#### DATA IN THIS EXERCISE ####

//! weft CLI - executor 設定を読み込み、処理を流して統計を出す

use std::path::PathBuf;
use std::sync::Arc;
use std::time::Duration;

use anyhow::{Context, Result};
use clap::{Parser, Subcommand};
use tracing::info;
use tracing_subscriber::{EnvFilter, fmt, prelude::*};
use weft_core::executor::DEFAULT;
use weft_core::impls::TracingSink;
use weft_core::{ExecutorRegistry, FutureOptions, Futures, PerformanceMonitor, RuntimeConfig};

const SHUTDOWN_TIMEOUT: Duration = Duration::from_secs(10);
const MAX_TASKS: u64 = 100_000;

#[derive(Parser)]
#[command(name = "weft")]
#[command(about = "Deferred values over named executors", long_about = None)]
struct Cli {
    #[command(subcommand)]
    command: Commands,
}

#[derive(Subcommand)]
enum Commands {
    /// Run a workload through the configured executors
    Run {
        /// Executor configuration (JSON)
        #[arg(long)]
        config: Option<PathBuf>,
        /// Number of tasks to submit
        #[arg(long, default_value = "8", value_parser = clap::value_parser!(u64).range(0..=MAX_TASKS))]
        tasks: u64,
        /// Executor the tasks are submitted to
        #[arg(long, default_value = "default")]
        executor: String,
    },
    /// Print executor statistics for a configuration
    Stats {
        /// Executor configuration (JSON)
        #[arg(long)]
        config: Option<PathBuf>,
    },
}

fn init_tracing() {
    let env_filter = EnvFilter::try_from_default_env().unwrap_or_else(|_| EnvFilter::new("info"));
    tracing_subscriber::registry()
        .with(fmt::layer().with_writer(std::io::stderr))
        .with(env_filter)
        .init();
}

fn load_config(path: Option<&PathBuf>) -> Result<RuntimeConfig> {
    match path {
        Some(path) => RuntimeConfig::from_path(path)
            .with_context(|| format!("loading config {}", path.display())),
        None => Ok(RuntimeConfig::default()),
    }
}

/// Sum of squares up to `n`; stands in for real work.
fn checksum(n: u64) -> u64 {
    (0..=n).map(|i| i.wrapping_mul(i)).fold(0, u64::wrapping_add)
}

/// Size of the checksum computed by task `i`.
fn task_size(i: u64) -> u64 {
    i.saturating_mul(1_000)
}

async fn run(config: RuntimeConfig, tasks: u64, executor: String) -> Result<()> {
    let registry = Arc::new(ExecutorRegistry::from_config(&config)?);
    let futures = Futures::new(Arc::clone(&registry));
    let monitor = PerformanceMonitor::new(Arc::new(TracingSink::new()));

    let options = FutureOptions::on(executor.as_str());
    let observations: Vec<_> = (0..tasks)
        .map(|i| {
            let observation = futures.apply(options.clone(), move || Ok(checksum(task_size(i))));
            monitor.monitor("weft-cli", "checksum", format!("task-{i}"), &observation);
            observation
        })
        .collect();

    let total = futures
        .all(observations)
        .map(|values| values.into_iter().fold(0u64, u64::wrapping_add));
    monitor.monitor("weft-cli", "total", executor.as_str(), &total);

    let total = total
        .await
        .map_err(|fault| anyhow::anyhow!("workload failed: {fault}"))?;
    info!(tasks, total, executor = %executor, "workload completed");
    println!("total: {total}");

    print_stats(&registry)?;
    if !registry.shutdown(SHUTDOWN_TIMEOUT) {
        tracing::warn!("executors did not terminate within {SHUTDOWN_TIMEOUT:?}");
    }
    Ok(())
}

fn print_stats(registry: &ExecutorRegistry) -> Result<()> {
    println!("{}", serde_json::to_string_pretty(&registry.stats())?);
    Ok(())
}

#[tokio::main]
async fn main() -> Result<()> {
    init_tracing();

    let cli = Cli::parse();

    match cli.command {
        Commands::Run {
            config,
            tasks,
            executor,
        } => {
            let config = load_config(config.as_ref())?;
            run(config, tasks, executor).await?;
        }
        Commands::Stats { config } => {
            let config = load_config(config.as_ref())?;
            let registry = ExecutorRegistry::from_config(&config)?;
            registry.get_or_build_unbounded(DEFAULT);
            print_stats(&registry)?;
            registry.shutdown(SHUTDOWN_TIMEOUT);
        }
    }

    Ok(())
}

#[cfg(test)]
mod tests {
    use super::*;

    #[test]
    fn checksum_sums_squares() {
        assert_eq!(checksum(0), 0);
        assert_eq!(checksum(3), 14);
    }

    #[test]
    fn parses_run_flags() {
        let cli = Cli::parse_from(["weft", "run", "--tasks", "3", "--executor", "io"]);
        match cli.command {
            Commands::Run {
                config,
                tasks,
                executor,
            } => {
                assert!(config.is_none());
                assert_eq!(tasks, 3);
                assert_eq!(executor, "io");
            }
            Commands::Stats { .. } => panic!("expected run"),
        }
    }

    #[test]
    fn task_count_is_capped() {
        let cap = MAX_TASKS.to_string();
        assert!(Cli::try_parse_from(["weft", "run", "--tasks", cap.as_str()]).is_ok());

        let over = (MAX_TASKS + 1).to_string();
        assert!(Cli::try_parse_from(["weft", "run", "--tasks", over.as_str()]).is_err());
        assert!(Cli::try_parse_from(["weft", "run", "--tasks", "-1"]).is_err());
    }

    #[test]
    fn task_size_saturates() {
        assert_eq!(task_size(3), 3_000);
        assert_eq!(task_size(u64::MAX), u64::MAX);
    }

    #[tokio::test]
    async fn run_rejects_unknown_executor() {
        let err = run(RuntimeConfig::default(), 2, "missing".to_string())
            .await
            .unwrap_err();
        assert!(err.to_string().contains("executor not found: name=missing"));
    }
}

####

**PROBLEM DETAILS**.
Set down every entry again, exactly as written.

**EXERCISE SOLUTION**.
//! weft CLI - executor 設定を読み込み、処理を流して統計を出す

use std::path::PathBuf;
use std::sync::Arc;
use std::time::Duration;

use anyhow::{Context, Result};
use clap::{Parser, Subcommand};
use tracing::info;
use tracing_subscriber::{EnvFilter, fmt, prelude::*};
use weft_core::executor::DEFAULT;
use weft_core::impls::TracingSink;
use weft_core::{ExecutorRegistry, FutureOptions, Futures, PerformanceMonitor, RuntimeConfig};

const SHUTDOWN_TIMEOUT: Duration = Duration::from_secs(10);
const MAX_TASKS: u64 = 100_000;

#[derive(Parser)]
#[command(name = "weft")]
#[command(about = "Deferred values over named executors", long_about = None)]
struct Cli {
    #[command(subcommand)]
    command: Commands,
}

#[derive(Subcommand)]
enum Commands {
    /// Run a workload through the configured executors
    Run {
        /// Executor configuration (JSON)
        #[arg(long)]
        config: Option<PathBuf>,
        /// Number of tasks to submit
        #[arg(long, default_value = "8", value_parser = clap::value_parser!(u64).range(0..=MAX_TASKS))]
        tasks: u64,
        /// Executor the tasks are submitted to
        #[arg(long, default_value = "default")]
        executor: String,
    },
    /// Print executor statistics for a configuration
    Stats {
        /// Executor configuration (JSON)
        #[arg(long)]
        config: Option<PathBuf>,
    },
}

fn init_tracing() {
    let env_filter = EnvFilter::try_from_default_env().unwrap_or_else(|_| EnvFilter::new("info"));
    tracing_subscriber::registry()
        .with(fmt::layer().with_writer(std::io::stderr))
        .with(env_filter)
        .init();
}

fn load_config(path: Option<&PathBuf>) -> Result<RuntimeConfig> {
    match path {
        Some(path) => RuntimeConfig::from_path(path)
            .with_context(|| format!("loading config {}", path.display())),
        None => Ok(RuntimeConfig::default()),
    }
}

/// Sum of squares up to `n`; stands in for real work.
fn checksum(n: u64) -> u64 {
    (0..=n).map(|i| i.wrapping_mul(i)).fold(0, u64::wrapping_add)
}

/// Size of the checksum computed by task `i`.
fn task_size(i: u64) -> u64 {
    i.saturating_mul(1_000)
}

async fn run(config: RuntimeConfig, tasks: u64, executor: String) -> Result<()> {
    let registry = Arc::new(ExecutorRegistry::from_config(&config)?);
    let futures = Futures::new(Arc::clone(&registry));
    let monitor = PerformanceMonitor::new(Arc::new(TracingSink::new()));

    let options = FutureOptions::on(executor.as_str());
    let observations: Vec<_> = (0..tasks)
        .map(|i| {
            let observation = futures.apply(options.clone(), move || Ok(checksum(task_size(i))));
            monitor.monitor("weft-cli", "checksum", format!("task-{i}"), &observation);
            observation
        })
        .collect();

    let total = futures
        .all(observations)
        .map(|values| values.into_iter().fold(0u64, u64::wrapping_add));
    monitor.monitor("weft-cli", "total", executor.as_str(), &total);

    let total = total
        .await
        .map_err(|fault| anyhow::anyhow!("workload failed: {fault}"))?;
    info!(tasks, total, executor = %executor, "workload completed");
    println!("total: {total}");

    print_stats(&registry)?;
    if !registry.shutdown(SHUTDOWN_TIMEOUT) {
        tracing::warn!("executors did not terminate within {SHUTDOWN_TIMEOUT:?}");
    }
    Ok(())
}

fn print_stats(registry: &ExecutorRegistry) -> Result<()> {
    println!("{}", serde_json::to_string_pretty(&registry.stats())?);
    Ok(())
}

#[tokio::main]
async fn main() -> Result<()> {
    init_tracing();

    let cli = Cli::parse();

    match cli.command {
        Commands::Run {
            config,
            tasks,
            executor,
        } => {
            let config = load_config(config.as_ref())?;
            run(config, tasks, executor).await?;
        }
        Commands::Stats { config } => {
            let config = load_config(config.as_ref())?;
            let registry = ExecutorRegistry::from_config(&config)?;
            registry.get_or_build_unbounded(DEFAULT);
            print_stats(&registry)?;
            registry.shutdown(SHUTDOWN_TIMEOUT);
        }
    }

    Ok(())
}

#[cfg(test)]
mod tests {
    use super::*;

    #[test]
    fn checksum_sums_squares() {
        assert_eq!(checksum(0), 0);
        assert_eq!(checksum(3), 14);
    }

    #[test]
    fn parses_run_flags() {
        let cli = Cli::parse_from(["weft", "run", "--tasks", "3", "--executor", "io"]);
        match cli.command {
            Commands::Run {
                config,
                tasks,
                executor,
            } => {
                assert!(config.is_none());
                assert_eq!(tasks, 3);
                assert_eq!(executor, "io");
            }
            Commands::Stats { .. } => panic!("expected run"),
        }
    }

    #[test]
    fn task_count_is_capped() {
        let cap = MAX_TASKS.to_string();
        assert!(Cli::try_parse_from(["weft", "run", "--tasks", cap.as_str()]).is_ok());

        let over = (MAX_TASKS + 1).to_string();
        assert!(Cli::try_parse_from(["weft", "run", "--tasks", over.as_str()]).is_err());
        assert!(Cli::try_parse_from(["weft", "run", "--tasks", "-1"]).is_err());
    }

    #[test]
    fn task_size_saturates() {
        assert_eq!(task_size(3), 3_000);
        assert_eq!(task_size(u64::MAX), u64::MAX);
    }

    #[tokio::test]
    async fn run_rejects_unknown_executor() {
        let err = run(RuntimeConfig::default(), 2, "missing".to_string())
            .await
            .unwrap_err();
        assert!(err.to_string().contains("executor not found: name=missing"));
    }
}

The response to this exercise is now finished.